* [What the task asks]: Some lines in the entries contain the word "InvalidToml". Copy all of them.

Saved data entries
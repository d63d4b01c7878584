//! Restore command implementation.
use anyhow::Result;

use crate::cli::{GlobalOpts, OpOpts};
use crate::logging::Logger;
use crate::resources::Operation;
use crate::storage;

/// Run the restore command.
///
/// # Errors
///
/// Returns an error if setup fails or the storage root does not exist.
/// Per-path failures are reported in the summary instead.
pub fn run(global: &GlobalOpts, opts: &OpOpts, log: &Logger) -> Result<()> {
    let setup = super::CommandSetup::init(global, log)?;
    let root = storage::require_restore_root(&setup.storage_root)?;

    super::run_operation(&setup, &root, Operation::Restore, opts, global.dry_run, log);
    Ok(())
}
#[cfg(test)]
mod tests {
    use super::*;
    use crate::resources::{Decision, decide};

    struct Roots {
        _dir: tempfile::TempDir,
        home: PathBuf,
        storage: PathBuf,
    }

    fn roots() -> Roots {
        let dir = tempfile::tempdir().unwrap();
        let home = dir.path().join("home");
        let storage = dir.path().join("storage");
        fs::create_dir_all(&home).unwrap();
        fs::create_dir_all(&storage).unwrap();
        Roots {
            _dir: dir,
            home,
            storage,
        }
    }

    #[test]
    fn paths_equal_plain() {
        assert!(paths_equal(
            Path::new("/tmp/storage/.vimrc"),
            Path::new("/tmp/storage/.vimrc")
        ));
        assert!(!paths_equal(
            Path::new("/tmp/storage/.vimrc"),
            Path::new("/tmp/other/.vimrc")
        ));
    }

    #[test]
    fn paths_equal_with_unc_prefix() {
        assert!(paths_equal(
            Path::new(r"\\?\C:\sync\.vimrc"),
            Path::new(r"C:\sync\.vimrc")
        ));
    }

    #[test]
    fn classify_absent_everywhere() {
        let r = roots();
        let rel = Path::new(".vimrc");
        let mp = ManagedPath::new(&r.home, &r.storage, rel);
        assert_eq!(mp.classify().unwrap(), LinkState::AbsentEverywhere);
    }

    #[test]
    fn classify_real_file_in_home() {
        let r = roots();
        fs::write(r.home.join(".vimrc"), "X").unwrap();
        let mp = ManagedPath::new(&r.home, &r.storage, Path::new(".vimrc"));
        assert_eq!(mp.classify().unwrap(), LinkState::RealFileInHome);
    }

    #[test]
    fn classify_directory_like_file() {
        let r = roots();
        fs::create_dir(r.home.join(".vim")).unwrap();
        let mp = ManagedPath::new(&r.home, &r.storage, Path::new(".vim"));
        assert_eq!(mp.classify().unwrap(), LinkState::RealFileInHome);
    }

    #[test]
    fn classify_conflict() {
        let r = roots();
        fs::write(r.home.join(".vimrc"), "X").unwrap();
        fs::write(r.storage.join(".vimrc"), "Y").unwrap();
        let mp = ManagedPath::new(&r.home, &r.storage, Path::new(".vimrc"));
        assert_eq!(mp.classify().unwrap(), LinkState::Conflict);
    }

    #[test]
    fn classify_only_in_storage() {
        let r = roots();
        fs::write(r.storage.join(".vimrc"), "Y").unwrap();
        let mp = ManagedPath::new(&r.home, &r.storage, Path::new(".vimrc"));
        assert_eq!(mp.classify().unwrap(), LinkState::OnlyInStorage);
    }

    #[cfg(unix)]
    #[test]
    fn classify_already_linked() {
        let r = roots();
        fs::write(r.storage.join(".vimrc"), "X").unwrap();
        std::os::unix::fs::symlink(r.storage.join(".vimrc"), r.home.join(".vimrc")).unwrap();
        let mp = ManagedPath::new(&r.home, &r.storage, Path::new(".vimrc"));
        assert_eq!(mp.classify().unwrap(), LinkState::AlreadyLinkedToStorage);
    }

    #[cfg(unix)]
    #[test]
    fn classify_broken_link_to_storage() {
        let r = roots();
        std::os::unix::fs::symlink(r.storage.join(".vimrc"), r.home.join(".vimrc")).unwrap();
        let mp = ManagedPath::new(&r.home, &r.storage, Path::new(".vimrc"));
        assert_eq!(mp.classify().unwrap(), LinkState::BrokenLinkToStorage);
    }

    #[cfg(unix)]
    #[test]
    fn classify_foreign_link() {
        let r = roots();
        fs::write(r.home.join("other"), "Z").unwrap();
        std::os::unix::fs::symlink(r.home.join("other"), r.home.join(".vimrc")).unwrap();
        let mp = ManagedPath::new(&r.home, &r.storage, Path::new(".vimrc"));
        assert_eq!(
            mp.classify().unwrap(),
            LinkState::ForeignLink {
                storage_exists: false
            }
        );

        fs::write(r.storage.join(".vimrc"), "Y").unwrap();
        assert_eq!(
            mp.classify().unwrap(),
            LinkState::ForeignLink {
                storage_exists: true
            }
        );
    }

    #[cfg(unix)]
    #[test]
    fn classify_broken_foreign_link() {
        let r = roots();
        std::os::unix::fs::symlink(r.home.join("gone"), r.home.join(".vimrc")).unwrap();
        let mp = ManagedPath::new(&r.home, &r.storage, Path::new(".vimrc"));
        assert_eq!(
            mp.classify().unwrap(),
            LinkState::ForeignLink {
                storage_exists: false
            }
        );
    }

    #[cfg(unix)]
    #[test]
    fn backup_moves_and_links() {
        let r = roots();
        fs::write(r.home.join(".vimrc"), "X").unwrap();
        let mp = ManagedPath::new(&r.home, &r.storage, Path::new(".vimrc"));

        mp.perform(Operation::Backup).unwrap();

        let meta = fs::symlink_metadata(r.home.join(".vimrc")).unwrap();
        assert!(meta.is_symlink());
        assert_eq!(
            fs::read_link(r.home.join(".vimrc")).unwrap(),
            r.storage.join(".vimrc")
        );
        assert_eq!(fs::read_to_string(r.storage.join(".vimrc")).unwrap(), "X");
        assert_eq!(mp.classify().unwrap(), LinkState::AlreadyLinkedToStorage);
    }

    #[cfg(unix)]
    #[test]
    fn backup_creates_storage_parents() {
        let r = roots();
        let rel = Path::new(".config/htop/htoprc");
        fs::create_dir_all(r.home.join(".config/htop")).unwrap();
        fs::write(r.home.join(rel), "cfg").unwrap();
        let mp = ManagedPath::new(&r.home, &r.storage, rel);

        mp.perform(Operation::Backup).unwrap();

        assert_eq!(fs::read_to_string(r.storage.join(rel)).unwrap(), "cfg");
        assert_eq!(mp.classify().unwrap(), LinkState::AlreadyLinkedToStorage);
    }

    #[cfg(unix)]
    #[test]
    fn backup_moves_directories_whole() {
        let r = roots();
        fs::create_dir_all(r.home.join(".vim/colors")).unwrap();
        fs::write(r.home.join(".vim/colors/mine.vim"), "hi").unwrap();
        let mp = ManagedPath::new(&r.home, &r.storage, Path::new(".vim"));

        mp.perform(Operation::Backup).unwrap();

        assert!(fs::symlink_metadata(r.home.join(".vim"))
            .unwrap()
            .is_symlink());
        assert_eq!(
            fs::read_to_string(r.storage.join(".vim/colors/mine.vim")).unwrap(),
            "hi"
        );
        // content is reachable through the link as well
        assert_eq!(
            fs::read_to_string(r.home.join(".vim/colors/mine.vim")).unwrap(),
            "hi"
        );
    }

    #[cfg(unix)]
    #[test]
    fn restore_links_home_to_storage() {
        let r = roots();
        fs::write(r.storage.join(".vimrc"), "Y").unwrap();
        let mp = ManagedPath::new(&r.home, &r.storage, Path::new(".vimrc"));

        mp.perform(Operation::Restore).unwrap();

        assert_eq!(
            fs::read_link(r.home.join(".vimrc")).unwrap(),
            r.storage.join(".vimrc")
        );
        assert_eq!(fs::read_to_string(r.home.join(".vimrc")).unwrap(), "Y");
    }

    #[cfg(unix)]
    #[test]
    fn restore_creates_home_parents() {
        let r = roots();
        let rel = Path::new(".config/git/config");
        fs::create_dir_all(r.storage.join(".config/git")).unwrap();
        fs::write(r.storage.join(rel), "[user]").unwrap();
        let mp = ManagedPath::new(&r.home, &r.storage, rel);

        mp.perform(Operation::Restore).unwrap();

        assert_eq!(fs::read_to_string(r.home.join(rel)).unwrap(), "[user]");
    }

    #[cfg(unix)]
    #[test]
    fn uninstall_restores_real_file() {
        let r = roots();
        fs::write(r.home.join(".vimrc"), "X").unwrap();
        let mp = ManagedPath::new(&r.home, &r.storage, Path::new(".vimrc"));
        mp.perform(Operation::Backup).unwrap();

        mp.perform(Operation::Uninstall).unwrap();

        let meta = fs::symlink_metadata(r.home.join(".vimrc")).unwrap();
        assert!(!meta.is_symlink());
        assert!(meta.is_file());
        assert_eq!(fs::read_to_string(r.home.join(".vimrc")).unwrap(), "X");
        assert!(!entry_present(&r.storage.join(".vimrc")));
    }

    #[cfg(unix)]
    #[test]
    fn full_cycle_decisions_match_filesystem() {
        let r = roots();
        fs::write(r.home.join(".vimrc"), "X").unwrap();
        let rel = Path::new(".vimrc");
        let mp = ManagedPath::new(&r.home, &r.storage, rel);

        // unmanaged -> managed
        assert!(matches!(
            decide(Operation::Backup, &mp.classify().unwrap(), rel),
            Decision::Perform
        ));
        mp.perform(Operation::Backup).unwrap();

        // second backup is a no-op
        assert!(matches!(
            decide(Operation::Backup, &mp.classify().unwrap(), rel),
            Decision::AlreadyDone
        ));

        // managed -> unmanaged
        assert!(matches!(
            decide(Operation::Uninstall, &mp.classify().unwrap(), rel),
            Decision::Perform
        ));
        mp.perform(Operation::Uninstall).unwrap();

        // second uninstall has nothing to undo
        assert!(matches!(
            decide(Operation::Uninstall, &mp.classify().unwrap(), rel),
            Decision::Skip { .. }
        ));
    }

    #[test]
    fn describe_mentions_both_locations() {
        let r = roots();
        let mp = ManagedPath::new(&r.home, &r.storage, Path::new(".vimrc"));
        for op in [Operation::Backup, Operation::Restore, Operation::Uninstall] {
            let d = mp.describe(op);
            assert!(d.contains(".vimrc"), "description should name the path: {d}");
        }
    }
}
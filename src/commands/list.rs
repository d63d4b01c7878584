//! List command implementation.
use anyhow::Result;

use crate::cli::GlobalOpts;
use crate::config::ApplicationsDatabase;
use crate::config::settings::CUSTOM_APPS_DIR;
use crate::storage;

/// Print every known application (bundled and user-defined).
///
/// # Errors
///
/// Returns an error if the home directory cannot be determined or a
/// definition file fails to parse.
pub fn run(global: &GlobalOpts) -> Result<()> {
    let home = storage::resolve_home(global.home.as_deref())?;
    let db = ApplicationsDatabase::load(&home.join(CUSTOM_APPS_DIR))?;

    println!("Supported applications:");
    for (id, def) in db.iter() {
        println!(" - {id} ({})", def.name);
    }
    println!();
    println!(
        "{} applications supported in homesync v{}",
        db.len(),
        env!("CARGO_PKG_VERSION")
    );
    Ok(())
}
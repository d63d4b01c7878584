//! Backup command implementation.
use anyhow::Result;

use crate::cli::{GlobalOpts, OpOpts};
use crate::logging::Logger;
use crate::resources::Operation;
use crate::storage;

/// Run the backup command.
///
/// # Errors
///
/// Returns an error if setup fails or the storage root cannot be prepared.
/// Per-path failures are reported in the summary instead.
pub fn run(global: &GlobalOpts, opts: &OpOpts, log: &Logger) -> Result<()> {
    let setup = super::CommandSetup::init(global, log)?;

    // A dry run must not create the storage directory either.
    let root = if global.dry_run {
        setup.storage_root.clone()
    } else {
        storage::prepare_backup_root(&setup.storage_root)?
    };

    super::run_operation(&setup, &root, Operation::Backup, opts, global.dry_run, log);
    Ok(())
}
//! Logging infrastructure for structured console and file output.

mod logger;
mod subscriber;
mod types;
mod utils;

pub use logger::Logger;
pub use subscriber::init_subscriber;
pub use types::{AppEntry, AppStatus, Log};
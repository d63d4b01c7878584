//! Core logging types: application entries, status, and the [`Log`] trait.

/// Per-application result for summary reporting.
#[derive(Debug, Clone)]
pub struct AppEntry {
    /// Application display name.
    pub name: String,
    /// Final status of the application's run.
    pub status: AppStatus,
    /// Optional detail message (e.g., skip reason or failure counts).
    pub message: Option<String>,
}

/// Status of one application after an operation ran over its paths.
#[derive(Debug, Clone, Copy, PartialEq, Eq)]
pub enum AppStatus {
    /// At least one path changed (or everything was already in place).
    Ok,
    /// No matching files were found; nothing to do.
    Skipped,
    /// The operation ran in dry-run mode; no changes were applied.
    DryRun,
    /// One or more paths failed with a filesystem error.
    Failed,
}

/// Abstraction over logging backends.
///
/// [`Logger`](super::logger::Logger) is the production implementation; tests
/// substitute a capturing implementation so that profile and command code can
/// log without knowing where output goes.
pub trait Log {
    /// Log a stage header (major section).
    fn stage(&self, msg: &str);
    /// Log an informational message.
    fn info(&self, msg: &str);
    /// Log a debug message (shown on console only with `--verbose`).
    fn debug(&self, msg: &str);
    /// Log a warning message.
    fn warn(&self, msg: &str);
    /// Log an error message.
    fn error(&self, msg: &str);
    /// Log a dry-run action message.
    fn dry_run(&self, msg: &str);
    /// Record an application result for the summary.
    fn record_app(&self, name: &str, status: AppStatus, message: Option<&str>);
}

#[cfg(test)]
mod tests {
    use super::*;

    #[test]
    fn app_status_equality() {
        assert_eq!(AppStatus::Ok, AppStatus::Ok);
        assert_ne!(AppStatus::Ok, AppStatus::Failed);
        assert_ne!(AppStatus::Skipped, AppStatus::DryRun);
    }

    #[test]
    fn app_entry_clone() {
        let entry = AppEntry {
            name: "Vim".to_string(),
            status: AppStatus::Ok,
            message: Some("2 changed".to_string()),
        };
        let cloned = entry.clone();
        assert_eq!(cloned.name, entry.name);
        assert_eq!(cloned.status, entry.status);
        assert_eq!(cloned.message, entry.message);
    }
}
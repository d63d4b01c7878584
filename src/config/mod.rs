//! User settings and the applications database.
pub mod appsdb;
pub mod settings;

use serde::de::DeserializeOwned;

use crate::error::ConfigError;

pub use appsdb::{AppDefinition, ApplicationsDatabase};
pub use settings::Settings;

/// Parse a TOML document, labelling parse errors with where the text came from.
///
/// # Errors
///
/// Returns [`ConfigError::InvalidToml`] if the document does not parse.
pub(crate) fn parse_toml<T: DeserializeOwned>(label: &str, text: &str) -> Result<T, ConfigError> {
    toml::from_str(text).map_err(|e| ConfigError::InvalidToml {
        file: label.to_string(),
        message: e.message().to_string(),
    })
}
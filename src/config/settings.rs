//! User settings file (`~/.homesync.toml`).
use std::path::{Path, PathBuf};

use serde::Deserialize;

use crate::error::ConfigError;

/// Name of the settings file inside the home directory.
pub const SETTINGS_FILE: &str = ".homesync.toml";

/// Name of the directory holding user-defined application definitions.
pub const CUSTOM_APPS_DIR: &str = ".homesync";

/// All user settings, with defaults for anything not written down.
#[derive(Debug, Clone, Default, Deserialize, PartialEq, Eq)]
pub struct Settings {
    /// Where backed-up files live.
    #[serde(default)]
    pub storage: StorageSettings,
    /// Which applications to include or ignore.
    #[serde(default)]
    pub applications: ApplicationSettings,
}

/// The `[storage]` section.
#[derive(Debug, Clone, Deserialize, PartialEq, Eq)]
pub struct StorageSettings {
    /// Storage engine name; parsed by [`crate::storage::Engine::parse`].
    #[serde(default = "default_engine")]
    pub engine: String,
    /// Explicit root for the `file_system` engine.
    #[serde(default)]
    pub path: Option<PathBuf>,
    /// Directory name appended to the provider folder.
    #[serde(default = "default_directory")]
    pub directory: String,
}

impl Default for StorageSettings {
    fn default() -> Self {
        Self {
            engine: default_engine(),
            path: None,
            directory: default_directory(),
        }
    }
}

/// The `[applications]` section.
#[derive(Debug, Clone, Default, Deserialize, PartialEq, Eq)]
pub struct ApplicationSettings {
    /// When non-empty, only these application ids are synced.
    #[serde(default)]
    pub sync: Vec<String>,
    /// Application ids excluded from every run.
    #[serde(default)]
    pub ignore: Vec<String>,
}

fn default_engine() -> String {
    "dropbox".to_string()
}

fn default_directory() -> String {
    "homesync".to_string()
}

impl Settings {
    /// Load settings from `<home>/.homesync.toml`.
    ///
    /// A missing file yields the defaults; an unreadable or unparseable file
    /// is an error (the batch must not start on a half-read configuration).
    ///
    /// # Errors
    ///
    /// Returns [`ConfigError::Io`] or [`ConfigError::InvalidToml`].
    pub fn load(home: &Path) -> Result<Self, ConfigError> {
        let path = home.join(SETTINGS_FILE);
        if !path.exists() {
            return Ok(Self::default());
        }
        let text = std::fs::read_to_string(&path).map_err(|e| ConfigError::Io {
            path: path.display().to_string(),
            source: e,
        })?;
        super::parse_toml(&path.display().to_string(), &text)
    }

    /// Whether the application id is selected by the sync/ignore lists.
    #[must_use]
    pub fn selects(&self, app_id: &str) -> bool {
        if self.applications.ignore.iter().any(|a| a == app_id) {
            return false;
        }
        if self.applications.sync.is_empty() {
            return true;
        }
        self.applications.sync.iter().any(|a| a == app_id)
    }
}

#[cfg(test)]
mod tests {
    use super::*;
    use std::fs;

    fn write_settings(content: &str) -> (tempfile::TempDir, PathBuf) {
        let dir = tempfile::tempdir().unwrap();
        fs::write(dir.path().join(SETTINGS_FILE), content).unwrap();
        let home = dir.path().to_path_buf();
        (dir, home)
    }

    #[test]
    fn missing_file_yields_defaults() {
        let dir = tempfile::tempdir().unwrap();
        let settings = Settings::load(dir.path()).unwrap();
        assert_eq!(settings, Settings::default());
        assert_eq!(settings.storage.engine, "dropbox");
        assert_eq!(settings.storage.directory, "homesync");
    }

    #[test]
    fn load_full_settings() {
        let (_dir, home) = write_settings(
            r#"[storage]
engine = "file_system"
path = "/mnt/sync"
directory = "dotfiles"

[applications]
sync = ["vim", "git"]
ignore = ["ssh"]
"#,
        );
        let settings = Settings::load(&home).unwrap();
        assert_eq!(settings.storage.engine, "file_system");
        assert_eq!(settings.storage.path, Some(PathBuf::from("/mnt/sync")));
        assert_eq!(settings.storage.directory, "dotfiles");
        assert_eq!(settings.applications.sync, vec!["vim", "git"]);
        assert_eq!(settings.applications.ignore, vec!["ssh"]);
    }

    #[test]
    fn partial_settings_fill_in_defaults() {
        let (_dir, home) = write_settings("[applications]\nignore = [\"ssh\"]\n");
        let settings = Settings::load(&home).unwrap();
        assert_eq!(settings.storage.engine, "dropbox");
        assert_eq!(settings.storage.directory, "homesync");
        assert!(settings.applications.sync.is_empty());
    }

    #[test]
    fn invalid_toml_is_an_error() {
        let (_dir, home) = write_settings("[storage\nengine = ");
        let err = Settings::load(&home).unwrap_err();
        assert!(matches!(err, ConfigError::InvalidToml { .. }));
    }

    #[test]
    fn selects_everything_by_default() {
        let settings = Settings::default();
        assert!(settings.selects("vim"));
        assert!(settings.selects("git"));
    }

    #[test]
    fn ignore_list_wins() {
        let (_dir, home) = write_settings(
            "[applications]\nsync = [\"vim\"]\nignore = [\"vim\"]\n",
        );
        let settings = Settings::load(&home).unwrap();
        assert!(!settings.selects("vim"));
    }

    #[test]
    fn sync_list_narrows_selection() {
        let (_dir, home) = write_settings("[applications]\nsync = [\"vim\"]\n");
        let settings = Settings::load(&home).unwrap();
        assert!(settings.selects("vim"));
        assert!(!settings.selects("git"));
    }
}
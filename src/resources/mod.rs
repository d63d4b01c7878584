//! Idempotent per-path primitives (classify + decide + perform pattern).
//!
//! Every operation on a managed path follows the same shape: inspect the
//! live filesystem ([`ManagedPath::classify`]), derive a decision from the
//! pure table in [`decide`], and only then mutate ([`ManagedPath::perform`]).
//! Dry-run reporting reuses the exact same classification and decision,
//! so a dry run computes what a real run would do without touching anything.

pub mod managed_path;

use std::path::Path;

pub use managed_path::ManagedPath;

use crate::error::PathError;

/// The three state-transition operations.
#[derive(Debug, Clone, Copy, PartialEq, Eq)]
pub enum Operation {
    /// Move a real file from home into storage and link back.
    Backup,
    /// Point the home location at an existing storage copy.
    Restore,
    /// Remove the link and move the storage copy back home.
    Uninstall,
}

impl Operation {
    /// Lower-case verb for log messages ("back up", "restore", "uninstall").
    #[must_use]
    pub const fn verb(self) -> &'static str {
        match self {
            Self::Backup => "back up",
            Self::Restore => "restore",
            Self::Uninstall => "uninstall",
        }
    }

    /// Capitalized name for stage headers.
    #[must_use]
    pub const fn name(self) -> &'static str {
        match self {
            Self::Backup => "Backup",
            Self::Restore => "Restore",
            Self::Uninstall => "Uninstall",
        }
    }
}

/// Live filesystem classification of one managed path.
///
/// Recomputed from the filesystem on every call; never cached. The
/// classification order is fixed: the home entry's symlink status is
/// inspected first (via `symlink_metadata`, so a symlink is never mistaken
/// for the file or directory it points at, broken or not), then a real home
/// entry is cross-checked against the storage copy, then storage presence
/// alone decides the rest.
#[derive(Debug, Clone, PartialEq, Eq)]
pub enum LinkState {
    /// Neither the home path nor the storage copy exists.
    AbsentEverywhere,
    /// A real file or directory sits at the home path; storage has nothing.
    RealFileInHome,
    /// Real entries exist at both the home path and the storage copy.
    Conflict,
    /// The home path is a symlink to the storage copy, which exists.
    AlreadyLinkedToStorage,
    /// The home path is a symlink to the storage copy, but the copy is gone.
    BrokenLinkToStorage,
    /// The home path is a symlink pointing somewhere else entirely.
    ForeignLink {
        /// Whether a storage copy exists alongside the foreign link.
        storage_exists: bool,
    },
    /// Only the storage copy exists; the home path is absent.
    OnlyInStorage,
}

/// Outcome of checking an operation's preconditions against a [`LinkState`].
#[derive(Debug)]
pub enum Decision {
    /// Preconditions hold; perform the mutation.
    Perform,
    /// The desired end state is already in place; nothing to do.
    AlreadyDone,
    /// Recoverable skip with a typed reason.
    Skip {
        /// Why the path is skipped.
        error: PathError,
        /// Whether the skip warrants a warning (vs. a quiet debug line).
        warn: bool,
    },
}

/// Derive the decision for `op` on a path currently in `state`.
///
/// Pure function of its inputs; both real runs and dry runs go through it,
/// which is what makes every operation idempotent and dry-run faithful.
#[must_use]
pub fn decide(op: Operation, state: &LinkState, rel: &Path) -> Decision {
    let missing = |detail: &str, warn: bool| Decision::Skip {
        error: PathError::MissingSource {
            path: rel.to_path_buf(),
            detail: detail.to_string(),
        },
        warn,
    };
    let conflict = |detail: &str| Decision::Skip {
        error: PathError::Conflict {
            path: rel.to_path_buf(),
            detail: detail.to_string(),
        },
        warn: true,
    };

    match (op, state) {
        // backup
        (Operation::Backup, LinkState::RealFileInHome) => Decision::Perform,
        (Operation::Backup, LinkState::Conflict) => {
            conflict("a backup already exists in storage; not overwriting it")
        }
        (Operation::Backup, LinkState::AlreadyLinkedToStorage) => Decision::AlreadyDone,
        (
            Operation::Backup,
            LinkState::BrokenLinkToStorage | LinkState::ForeignLink { .. },
        ) => missing("already a symlink; nothing to back up", false),
        (Operation::Backup, LinkState::AbsentEverywhere | LinkState::OnlyInStorage) => {
            missing("nothing to back up", false)
        }

        // restore
        (Operation::Restore, LinkState::OnlyInStorage) => Decision::Perform,
        (Operation::Restore, LinkState::AlreadyLinkedToStorage) => Decision::AlreadyDone,
        (Operation::Restore, LinkState::Conflict) => {
            conflict("a local copy exists; not overwriting it")
        }
        (
            Operation::Restore,
            LinkState::ForeignLink {
                storage_exists: true,
            },
        ) => conflict("an existing symlink points elsewhere; not replacing it"),
        (
            Operation::Restore,
            LinkState::RealFileInHome
            | LinkState::AbsentEverywhere
            | LinkState::BrokenLinkToStorage
            | LinkState::ForeignLink {
                storage_exists: false,
            },
        ) => missing("nothing to restore", false),

        // uninstall
        (Operation::Uninstall, LinkState::AlreadyLinkedToStorage) => Decision::Perform,
        (Operation::Uninstall, LinkState::BrokenLinkToStorage) => {
            missing("the storage copy is missing (broken link)", true)
        }
        (Operation::Uninstall, _) => missing("not managed here; nothing to undo", false),
    }
}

* [Solved problem]:
/// Returns [`ConfigError::InvalidToml`] if the document does not parse.
    toml::from_str(text).map_err(|e| ConfigError::InvalidToml {
    /// Returns [`ConfigError::Io`] or [`ConfigError::InvalidToml`].
        assert!(matches!(err, ConfigError::InvalidToml { .. }));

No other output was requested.